Nels Lindahl — Functional Journal

A weblog created by Dr. Nels Lindahl featuring writings and thoughts…

Working on my first Substack post

Posting on Substack seems to require three elements to be completed before submitting the post: 1) enter title, 2) enter subtitle, and 3) some type of content. They have not offered any type of content length guidance. I guess you can write as much or as little as you want. Right now I’m working on my first Substack post and have drafted the three required elements for that post. I’m going to try to keep these posts at a conversational level with a bit of depth, but that is going to require some editing. My focus is on reworking the content for the new forum. I’m going to publish the content here on the weblog and on Substack. The inside look of how the content was created and any changes or modifications will live here. It feels like Substack is a very fleeting medium that has maximum engagement at the moment of publication. We will see what happens throughout the next 12 weeks of content creation. That will either be true or some type of momentum will build up along the way.

Here are the details of my first Substack publication build out…

Enter title… Machine Learning Return On Investment (MLROI)
Enter subtitle… A brief look at how understanding ROI helps unlock ML use case success

Content: 292 words starting and ~750 words as a finished product

Be strategic with your ML (machine learning) efforts. Seriously, those 6 words should guide your next steps along the ML journey. Take a moment and let that direction (strong guidance) sink in and reflect on what it really means for your organization. You have to take a moment and work backward from building strategic value for your organization to the actual ML effort. Inside that effort you will quickly discover that operationalizing ML efforts to generate strategic value will end up relying on a solid return on investment plan. Taking actions within an organization of any kind at the scale ML is capable of engaging without understanding the potential return on investment or potential loss is highly questionable. That is why you have to be strategic with your ML efforts from start to finish.

That means you have to set up and run a machine learning strategy from the top down. Executive leaders have to understand and be invested in guiding things toward the right path (a strategic path) from the start. Make an effort to just start out with a solid strategy in the machine learning space. It might sound a lot harder than it is in practice. You don’t need a complicated center of excellence or massive investment to develop a strategy. Your strategy just needs to be linked to the budget and hopefully to a budget KPI. Every budget results in the process of spending precious funds and keeping a solid KPI around machine learning return on investment levels will help ensure your strategy ends on a strong financially based footing for years to come. All spending should translate to some key performance indicator of some type. That is how your result will let you confirm that the funding is being spent well and that solid decision making is occurring. You have to really focus and ensure that all spending is tied to that framework when you operationalize the organization’s strategic vision to be aligned financially to the budget.
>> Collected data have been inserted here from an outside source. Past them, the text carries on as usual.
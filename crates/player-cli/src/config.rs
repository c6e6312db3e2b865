//! Configuration loading and parsing.
//!
//! Every setting is optional; command-line flags win over the file, the file wins
//! over built-in defaults.

use std::path::Path;
use std::time::Duration;

use anyhow::{Context, Result};
use playback_controller::{ControllerConfig, SilentEngineConfig};
use serde::Deserialize;

use crate::cli::Args;

/// Top-level player configuration loaded from TOML.
#[derive(Debug, Default, Deserialize)]
pub struct PlayerConfig {
    pub controller: Option<ControllerSection>,
    pub engine: Option<EngineSection>,
    pub session: Option<SessionSection>,
}

/// Queue policy.
#[derive(Debug, Default, Deserialize)]
pub struct ControllerSection {
    /// Accepted URL schemes (default: file, http, https).
    pub schemes: Option<Vec<String>>,
    /// Allow the same identifier more than once (default: true).
    pub allow_duplicates: Option<bool>,
    /// Continue with the next item at the end of one (default: true).
    pub auto_advance: Option<bool>,
}

/// Simulated engine timing.
#[derive(Debug, Default, Deserialize)]
pub struct EngineSection {
    pub buffering_ms: Option<u64>,
    pub item_duration_ms: Option<u64>,
}

/// Process audio session.
#[derive(Debug, Default, Deserialize)]
pub struct SessionSection {
    pub category: Option<String>,
    pub background_audio: Option<bool>,
}

/// Settings after applying defaults and overrides.
#[derive(Debug, Clone)]
pub struct ResolvedConfig {
    pub controller: ControllerConfig,
    pub engine: SilentEngineConfig,
    pub category: Option<String>,
    pub background_audio: bool,
}

impl PlayerConfig {
    /// Load configuration from disk.
    pub fn load(path: &Path) -> Result<Self> {
        let raw =
            std::fs::read_to_string(path).with_context(|| format!("read config {:?}", path))?;
        toml::from_str::<PlayerConfig>(&raw).with_context(|| format!("parse config {:?}", path))
    }

    /// Merge with command-line overrides.
    pub fn resolve(&self, args: &Args) -> ResolvedConfig {
        let controller_section = self.controller.as_ref();
        let engine_section = self.engine.as_ref();
        let session_section = self.session.as_ref();

        let mut controller = ControllerConfig::default();
        if let Some(schemes) = controller_section.and_then(|c| c.schemes.clone()) {
            controller.schemes = schemes
                .into_iter()
                .map(|s| s.trim().to_ascii_lowercase())
                .filter(|s| !s.is_empty())
                .collect();
        }
        if let Some(allow) = controller_section.and_then(|c| c.allow_duplicates) {
            controller.allow_duplicates = allow;
        }
        if let Some(auto) = controller_section.and_then(|c| c.auto_advance) {
            controller.auto_advance = auto;
        }
        if args.no_duplicates {
            controller.allow_duplicates = false;
        }
        if args.no_auto_advance {
            controller.auto_advance = false;
        }

        let mut engine = SilentEngineConfig::default();
        if let Some(ms) = args
            .buffering_ms
            .or_else(|| engine_section.and_then(|e| e.buffering_ms))
        {
            engine.buffering = Duration::from_millis(ms);
        }
        if let Some(ms) = args
            .item_duration_ms
            .or_else(|| engine_section.and_then(|e| e.item_duration_ms))
        {
            engine.item_duration = Duration::from_millis(ms);
        }

        let category = args
            .category
            .clone()
            .or_else(|| session_section.and_then(|s| s.category.clone()))
            .map(|c| c.trim().to_string())
            .filter(|c| !c.is_empty());
        let background_audio = args.background_audio
            || session_section
                .and_then(|s| s.background_audio)
                .unwrap_or(false);

        ResolvedConfig {
            controller,
            engine,
            category,
            background_audio,
        }
    }
}

#[cfg(test)]
mod tests {
    use super::*;
    use clap::Parser;

    fn args(extra: &[&str]) -> Args {
        let mut argv = vec!["player", "shell"];
        argv.extend_from_slice(extra);
        Args::try_parse_from(argv).unwrap()
    }

    #[test]
    fn empty_config_resolves_to_defaults() {
        let resolved = PlayerConfig::default().resolve(&args(&[]));
        assert_eq!(resolved.controller.schemes, vec!["file", "http", "https"]);
        assert!(resolved.controller.allow_duplicates);
        assert!(resolved.controller.auto_advance);
        assert_eq!(
            resolved.engine.item_duration,
            SilentEngineConfig::default().item_duration
        );
        assert_eq!(resolved.category, None);
        assert!(!resolved.background_audio);
    }

    #[test]
    fn file_sections_are_applied() {
        let cfg: PlayerConfig = toml::from_str(
            r#"
            [controller]
            schemes = ["HTTPS", " "]
            allow_duplicates = false

            [engine]
            buffering_ms = 20
            item_duration_ms = 1500

            [session]
            category = "play_and_record"
            background_audio = true
            "#,
        )
        .unwrap();
        let resolved = cfg.resolve(&args(&[]));
        assert_eq!(resolved.controller.schemes, vec!["https"]);
        assert!(!resolved.controller.allow_duplicates);
        assert!(resolved.controller.auto_advance);
        assert_eq!(resolved.engine.buffering, Duration::from_millis(20));
        assert_eq!(resolved.engine.item_duration, Duration::from_millis(1500));
        assert_eq!(resolved.category.as_deref(), Some("play_and_record"));
        assert!(resolved.background_audio);
    }

    #[test]
    fn flags_override_file() {
        let cfg: PlayerConfig = toml::from_str(
            r#"
            [engine]
            item_duration_ms = 1500

            [session]
            category = "ambient"
            "#,
        )
        .unwrap();
        let resolved = cfg.resolve(&args(&[
            "--item-duration-ms",
            "250",
            "--category",
            "playback",
            "--no-auto-advance",
        ]));
        assert_eq!(resolved.engine.item_duration, Duration::from_millis(250));
        assert_eq!(resolved.category.as_deref(), Some("playback"));
        assert!(!resolved.controller.auto_advance);
    }

    #[test]
    fn load_reports_path_on_parse_error() {
        let path = std::env::temp_dir().join(format!("player-cli-bad-{}.toml", std::process::id()));
        std::fs::write(&path, "[engine\nbuffering_ms = 1").unwrap();
        let err = PlayerConfig::load(&path).unwrap_err();
        let _ = std::fs::remove_file(&path);
        assert!(format!("{err:#}").contains("parse config"));
    }
}
pub mod cli;
pub mod config;
pub mod runtime;
pub mod shell;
That means that the machine learning strategy you are investing in has to be driven to achieve a certain return on investment tied directly to solid budget level key performance indicators. You might feel like that line has been repeated. If you noticed that repetition, then you are paying attention and well on your way to future success. That key performance indicator related tieback is only going to happen with a solid machine learning strategy in place. It has to be based on prioritizing and planning for return on investment. Your machine learning pipelines and frameworks have to be aligned toward that goal. That is ultimately the cornerstone of a solid strategic plan when it comes to implementing machine learning as part of a long term strategy.

Be ready to do things in a definable and repeatable way. Part of executing a strategy with quality is doing things in a definable and repeatable way. That is the essence of where quality comes from. You have to know what plan is being executed and focus in and support the plan in ways that make it successful at your desired run rate. In terms of deploying machine learning efforts within an enterprise you have to figure out how the technology is going to be set up and invested in and how that investment is going to translate to use cases with the right return on investment.

Know the use case instead of letting solutions chase problems. Building up technology for machine learning and then chasing use cases is a terrible way to accidentally stumble on a return on investment model that works. The better way forward is to know the use cases and have a solid strategy to apply your technology. That means finding the right ML frameworks and pipelines to support your use cases in powerful ways across the entire organization.

This is a time to be planful. Technology for machine learning is becoming more and more available and plentiful. Teams from all over the organization are probably wanting to try proof of concepts and vendors are bringing in a variety of options. Both internal and external options are really plentiful. It is an amazing time for applied machine learning. You can get into the game in a variety of ways rapidly and without a ton of effort. Getting your implementation right and having the data, pipeline, and frameworks aligned to your maximum possible results involves planning and solid execution.

Your ML strategy cannot be a back of the desk project. You have to be strategic. It has to be part of a broader strategy. You cannot let all of the proof of concepts and vendor plays drive the adoption of machine learning technology in your organization. That will mean that the overall strategic vision is not defined. It happened generally because it might have a solid return on investment and the right use case might have been selected by chance from the bottom up in the organization. That is not a planful strategy.

Know the workflow you want to augment with ML and drive beyond the buzzwords to see technology in action. You really have to know where in the workflow and what pipelines are going to enable your use cases to provide that solid return on investment.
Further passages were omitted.